● **Exercise prompt**
Please print every record that follows, keeping each one exactly as it is.

[[ Available data, beginning ]]

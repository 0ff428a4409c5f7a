//! Footer line: notice or key hints on the left, match counter on the right

use crate::ui::ratatui_adapter::theme::Theme;
use ratatui::{
    buffer::Buffer,
    layout::{Alignment, Constraint, Layout, Rect},
    text::{Line, Span},
    widgets::{Block, Borders, Paragraph, Widget},
};

const KEYS: [(&str, &str); 4] = [
    ("↑/↓", "move"),
    ("Enter", "go to folder"),
    ("Esc", "dismiss"),
    ("F1", "help"),
];

/// What the left side of the footer shows
#[derive(Debug, Clone, Copy, PartialEq, Eq)]
pub enum FooterText<'a> {
    /// Default key hints
    Keys,
    /// Roots are still being walked
    Busy(&'a str),
    /// A transient warning
    Notice(&'a str),
}

/// Picker footer widget
pub struct Footer<'a> {
    text: FooterText<'a>,
    visible: usize,
    total: usize,
    theme: &'a Theme,
}

impl<'a> Footer<'a> {
    #[must_use]
    pub const fn new(text: FooterText<'a>, visible: usize, total: usize, theme: &'a Theme) -> Self {
        Self {
            text,
            visible,
            total,
            theme,
        }
    }

    fn left(&self) -> Line<'a> {
        match self.text {
            FooterText::Keys => {
                let mut spans = Vec::with_capacity(KEYS.len() * 3);
                for (key, action) in KEYS {
                    if !spans.is_empty() {
                        spans.push(Span::raw("  "));
                    }
                    spans.push(Span::styled(key, self.theme.marker));
                    spans.push(Span::styled(" ", self.theme.dimmed));
                    spans.push(Span::styled(action, self.theme.dimmed));
                }
                Line::from(spans)
            }
            FooterText::Busy(text) => Line::styled(text, self.theme.dimmed),
            FooterText::Notice(text) => Line::from(vec![
                Span::styled("⚠ ", self.theme.warning),
                Span::styled(text, self.theme.warning),
            ]),
        }
    }
}

impl Widget for Footer<'_> {
    fn render(self, area: Rect, buf: &mut Buffer) {
        let block = Block::default()
            .borders(Borders::ALL)
            .border_style(self.theme.border);
        let inner = block.inner(area);
        block.render(area, buf);

        let [left, right] =
            Layout::horizontal([Constraint::Min(0), Constraint::Length(12)]).areas(inner);

        Paragraph::new(self.left()).render(left, buf);

        if !matches!(self.text, FooterText::Busy(_)) {
            Paragraph::new(Line::styled(
                format!("{}/{}", self.visible, self.total),
                self.theme.dimmed,
            ))
            .alignment(Alignment::Right)
            .render(right, buf);
        }
    }
}

#[cfg(test)]
mod tests {
    use super::*;

    fn render_to_string(footer: Footer<'_>) -> String {
        let area = Rect::new(0, 0, 70, 3);
        let mut buf = Buffer::empty(area);
        footer.render(area, &mut buf);
        buf.content().iter().map(ratatui::buffer::Cell::symbol).collect()
    }

    #[test]
    fn test_keys_and_counter() {
        let theme = Theme::default();
        let text = render_to_string(Footer::new(FooterText::Keys, 2, 7, &theme));

        assert!(text.contains("go to folder"));
        assert!(text.contains("2/7"));
    }

    #[test]
    fn test_notice_replaces_keys() {
        let theme = Theme::default();
        let text = render_to_string(Footer::new(
            FooterText::Notice("No matching folders"),
            0,
            7,
            &theme,
        ));

        assert!(text.contains("No matching folders"));
        assert!(!text.contains("go to folder"));
        assert!(text.contains("0/7"));
    }

    #[test]
    fn test_busy_hides_counter() {
        let theme = Theme::default();
        let text = render_to_string(Footer::new(
            FooterText::Busy("Loading folders..."),
            0,
            0,
            &theme,
        ));

        assert!(text.contains("Loading folders..."));
        assert!(!text.contains("0/0"));
    }
}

[[ Available data, end ]]

● **Response to the task**
repository 0ff428a4409c5f7a
//! Footer line: notice or key hints on the left, match counter on the right

use crate::ui::ratatui_adapter::theme::Theme;
use ratatui::{
    buffer::Buffer,
    layout::{Alignment, Constraint, Layout, Rect},
    text::{Line, Span},
    widgets::{Block, Borders, Paragraph, Widget},
};

const KEYS: [(&str, &str); 4] = [
    ("↑/↓", "move"),
    ("Enter", "go to folder"),
    ("Esc", "dismiss"),
    ("F1", "help"),
];

/// What the left side of the footer shows
#[derive(Debug, Clone, Copy, PartialEq, Eq)]
pub enum FooterText<'a> {
    /// Default key hints
    Keys,
    /// Roots are still being walked
    Busy(&'a str),
    /// A transient warning
    Notice(&'a str),
}

/// Picker footer widget
pub struct Footer<'a> {
    text: FooterText<'a>,
    visible: usize,
    total: usize,
    theme: &'a Theme,
}

impl<'a> Footer<'a> {
    #[must_use]
    pub const fn new(text: FooterText<'a>, visible: usize, total: usize, theme: &'a Theme) -> Self {
        Self {
            text,
            visible,
            total,
            theme,
        }
    }

    fn left(&self) -> Line<'a> {
        match self.text {
            FooterText::Keys => {
                let mut spans = Vec::with_capacity(KEYS.len() * 3);
                for (key, action) in KEYS {
                    if !spans.is_empty() {
                        spans.push(Span::raw("  "));
                    }
                    spans.push(Span::styled(key, self.theme.marker));
                    spans.push(Span::styled(" ", self.theme.dimmed));
                    spans.push(Span::styled(action, self.theme.dimmed));
                }
                Line::from(spans)
            }
            FooterText::Busy(text) => Line::styled(text, self.theme.dimmed),
            FooterText::Notice(text) => Line::from(vec![
                Span::styled("⚠ ", self.theme.warning),
                Span::styled(text, self.theme.warning),
            ]),
        }
    }
}

impl Widget for Footer<'_> {
    fn render(self, area: Rect, buf: &mut Buffer) {
        let block = Block::default()
            .borders(Borders::ALL)
            .border_style(self.theme.border);
        let inner = block.inner(area);
        block.render(area, buf);

        let [left, right] =
            Layout::horizontal([Constraint::Min(0), Constraint::Length(12)]).areas(inner);

        Paragraph::new(self.left()).render(left, buf);

        if !matches!(self.text, FooterText::Busy(_)) {
            Paragraph::new(Line::styled(
                format!("{}/{}", self.visible, self.total),
                self.theme.dimmed,
            ))
            .alignment(Alignment::Right)
            .render(right, buf);
        }
    }
}

#[cfg(test)]
mod tests {
    use super::*;

    fn render_to_string(footer: Footer<'_>) -> String {
        let area = Rect::new(0, 0, 70, 3);
        let mut buf = Buffer::empty(area);
        footer.render(area, &mut buf);
        buf.content().iter().map(ratatui::buffer::Cell::symbol).collect()
    }

    #[test]
    fn test_keys_and_counter() {
        let theme = Theme::default();
        let text = render_to_string(Footer::new(FooterText::Keys, 2, 7, &theme));

        assert!(text.contains("go to folder"));
        assert!(text.contains("2/7"));
    }

    #[test]
    fn test_notice_replaces_keys() {
        let theme = Theme::default();
        let text = render_to_string(Footer::new(
            FooterText::Notice("No matching folders"),
            0,
            7,
            &theme,
        ));

        assert!(text.contains("No matching folders"));
        assert!(!text.contains("go to folder"));
        assert!(text.contains("0/7"));
    }

    #[test]
    fn test_busy_hides_counter() {
        let theme = Theme::default();
        let text = render_to_string(Footer::new(
            FooterText::Busy("Loading folders..."),
            0,
            0,
            &theme,
        ));

        assert!(text.contains("Loading folders..."));
        assert!(!text.contains("0/0"));
    }
}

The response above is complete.